Хотя Пэкс принес с собой блокнот с рисунками Пого на обложке, молодые люди сначала не сказали о призрачных строках, появлявшихся на страницах. Ничего выведывать им не приходилось. Тоба была на их стороне, но даже во время неофициальной беседы или обмена мнениями следовало придерживаться кое-каких методов ведения допроса. Общаешься ли ты с вражеским солдатом или с другом, информация, полученная поэтапно, шаг за шагом, всегда будет более подробной и ценной. И дело не в том, что собеседник специально утаивает часть информации, просто человеческий мозг не всегда сразу осознает все то, что он знает. Человеку требуется время собрать воедино все мысли, завязать в своем мозгу множество маленьких узелков для того, чтобы в полной мере восстановить картину прошедшего.

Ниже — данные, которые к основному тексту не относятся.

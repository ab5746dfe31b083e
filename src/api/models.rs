use crate::models::Message;
use serde::{Deserialize, Serialize};
use serde_json::Value;

#[derive(Debug, Serialize)]
pub struct RequestBody {
    pub model: String,
    pub messages: Vec<Message>,
    pub stream: bool,
    #[serde(skip_serializing_if = "Option::is_none")]
    pub tools: Option<Vec<Value>>,
    #[serde(skip_serializing_if = "Option::is_none")]
    pub tool_choice: Option<String>,
    #[serde(skip_serializing_if = "Option::is_none")]
    pub temperature: Option<f32>,
    #[serde(skip_serializing_if = "Option::is_none")]
    pub max_tokens: Option<u32>,
}

impl RequestBody {
    pub fn new(model: &str, messages: Vec<Message>) -> Self {
        Self {
            model: model.to_string(),
            messages,
            stream: false,
            tools: None,
            tool_choice: None,
            temperature: None,
            max_tokens: None,
        }
    }

    /// Attach the tool schema and let the model decide whether to call.
    pub fn with_tools(mut self, tools: Vec<Value>) -> Self {
        if !tools.is_empty() {
            self.tools = Some(tools);
            self.tool_choice = Some("auto".to_string());
        }
        self
    }

    pub fn with_temperature(mut self, temperature: f32) -> Self {
        self.temperature = Some(temperature);
        self
    }

    pub fn with_max_tokens(mut self, max_tokens: Option<u32>) -> Self {
        self.max_tokens = max_tokens;
        self
    }
}

#[derive(Debug, Deserialize)]
pub struct ModelList {
    #[serde(default)]
    pub data: Vec<ModelEntry>,
}

#[derive(Debug, Deserialize)]
pub struct ModelEntry {
    pub id: String,
}
pub const OPENAI_API_BASE: &str = "https://api.openai.com/v1";
pub const OPENWEATHER_API_BASE: &str = "http://api.openweathermap.org/data/2.5";

/// Placeholder from the sample `.env` file; treated as "no key".
pub const OPENWEATHER_PLACEHOLDER_KEY: &str = "your_openweather_api_key_here";

pub const DEFAULT_SYSTEM_PROMPT: &str = "You are a helpful weather and time assistant with access to real-time weather data and timezone information. Follow these guidelines: 1. Provide detailed, accurate, and friendly responses based ONLY on the data returned by the API calls. 2. For weather forecasts, clearly indicate the specific time of day for each forecast (e.g., 'Thursday afternoon forecast shows...'). 3. Acknowledge the limitations of weather forecasts - they are predictions that may change. 4. When providing weather information, include relevant details like temperature, conditions, humidity, and wind when available. 5. Offer practical advice based on the weather conditions (clothing, travel recommendations, etc.). 6. For time queries, be precise about timezone information and conversions. 7. If the data shows 'simulated' status, clearly inform the user that you're providing simulated data, not real weather information. 8. Never make up or embellish weather data beyond what's provided in the API response.";

/// Ollama listens on 11434 unless told otherwise.
pub fn is_ollama_base(api_base: &str) -> bool {
    api_base.contains(":11434")
}

pub fn default_model_for(api_base: &str) -> String {
    if api_base == OPENAI_API_BASE {
        "gpt-4o".to_string()
    } else if is_ollama_base(api_base) {
        "gpt-oss:20b".to_string()
    } else {
        "openai/gpt-oss-20b".to_string()
    }
}

pub fn default_temperature() -> f32 {
    0.7
}

pub fn default_request_timeout() -> u64 {
    120
}

pub fn default_weather_base_url() -> String {
    OPENWEATHER_API_BASE.to_string()
}

pub fn default_weather_timeout() -> u64 {
    10
}
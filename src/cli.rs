use crate::deployment::Platform;
use clap::Parser;

#[derive(Parser, Debug, Default)]
#[command(name = "weatherbot")]
#[command(
    about = "Weather and time assistant using chat-completions tool calling",
    long_about = None
)]
pub struct Args {
    #[arg(
        long = "endpoint",
        help = "API endpoint URL (e.g., http://1.2.3.4:8000 or http://localhost:11434/v1)"
    )]
    pub endpoint: Option<String>,

    #[arg(
        long = "platform",
        value_enum,
        help = "Load the endpoint from {platform}_deployment_info.json"
    )]
    pub platform: Option<Platform>,

    #[arg(short = 'm', long = "model", help = "Model name to request")]
    pub model: Option<String>,

    #[arg(
        short = 'i',
        long = "interactive",
        help = "Start an interactive session after answering"
    )]
    pub interactive: bool,

    #[arg(short = 'v', long = "verbose", help = "Print request diagnostics")]
    pub verbose: bool,

    #[arg(help = "Question to ask; runs the demo queries when omitted")]
    pub query: Vec<String>,
}

#[derive(Parser, Debug)]
#[command(name = "weatherbot-probe")]
#[command(about = "Test a deployed chat-completions endpoint", long_about = None)]
pub struct ProbeArgs {
    #[arg(long = "endpoint", help = "API endpoint URL (e.g., http://1.2.3.4:8000)")]
    pub endpoint: Option<String>,

    #[arg(
        long = "platform",
        value_enum,
        help = "Load endpoint from deployment info file"
    )]
    pub platform: Option<Platform>,

    #[arg(long = "interactive", help = "Start interactive chat session")]
    pub interactive: bool,

    #[arg(
        short = 'm',
        long = "model",
        default_value = "openai/gpt-oss-20b",
        help = "Model name served by the endpoint"
    )]
    pub model: String,
}
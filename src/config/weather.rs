use serde::{Deserialize, Serialize};

use super::defaults::{
    default_weather_base_url, default_weather_timeout, OPENWEATHER_PLACEHOLDER_KEY,
};
use super::validation::expand_env_var_in_string;

/// `weather:` section of the config file.
#[derive(Debug, Clone, Default, Deserialize, Serialize)]
pub struct WeatherSection {
    #[serde(default)]
    pub api_key: Option<String>,
    #[serde(default)]
    pub base_url: Option<String>,
    #[serde(default)]
    pub timeout: Option<u64>,
}

/// Resolved settings handed to the weather tools.
#[derive(Debug, Clone, PartialEq)]
pub struct WeatherConfig {
    pub api_key: Option<String>,
    pub base_url: String,
    pub timeout_secs: u64,
}

impl WeatherConfig {
    pub fn simulated() -> Self {
        Self {
            api_key: None,
            base_url: default_weather_base_url(),
            timeout_secs: default_weather_timeout(),
        }
    }

    pub fn with_api_key(api_key: impl Into<String>, base_url: impl Into<String>) -> Self {
        Self {
            api_key: Some(api_key.into()),
            base_url: base_url.into().trim_end_matches('/').to_string(),
            timeout_secs: default_weather_timeout(),
        }
    }

    /// Env var wins over the config file; `${VAR}` references in the file are expanded.
    pub fn resolve(section: &WeatherSection, env_key: Option<String>) -> Self {
        let api_key = env_key.or_else(|| {
            section
                .api_key
                .as_deref()
                .map(expand_env_var_in_string)
        });

        Self {
            api_key,
            base_url: section
                .base_url
                .clone()
                .unwrap_or_else(default_weather_base_url)
                .trim_end_matches('/')
                .to_string(),
            timeout_secs: section.timeout.unwrap_or_else(default_weather_timeout),
        }
    }

    /// The key to use for real requests, or `None` when data must be simulated.
    pub fn usable_key(&self) -> Option<&str> {
        self.api_key
            .as_deref()
            .map(str::trim)
            .filter(|k| !k.is_empty() && *k != OPENWEATHER_PLACEHOLDER_KEY && !k.starts_with("${"))
    }
}
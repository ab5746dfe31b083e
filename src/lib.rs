pub mod api;
pub mod cli;
pub mod config;
pub mod conversation;
pub mod deployment;
pub mod error;
pub mod models;
pub mod probe;
pub mod tools;
pub mod ui;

Когда они завуалированно дали понять, что, находясь в коме, Биби произнесла «Я храбрая девочка», Тоба вскочила с кухонного стула так, словно ее плоть и кости помолодели лет эдак на шестьдесят.
– Она очень любила эти книги. Биби проявила огромную изобретательность как для четырнадцатилетней девочки, стараясь узнать номер моего телефона, который нигде не был указан. Она позвонила и очень извинялась за то, что, выведав мой номер, звонит вот так, без приглашения… Ладно, пошли. Идите за мной. Я вам кое-что покажу. Пого это уже видел, а вы, Пэкстон, нет. Я покажу вам мой кабинет, в котором писала… пишу…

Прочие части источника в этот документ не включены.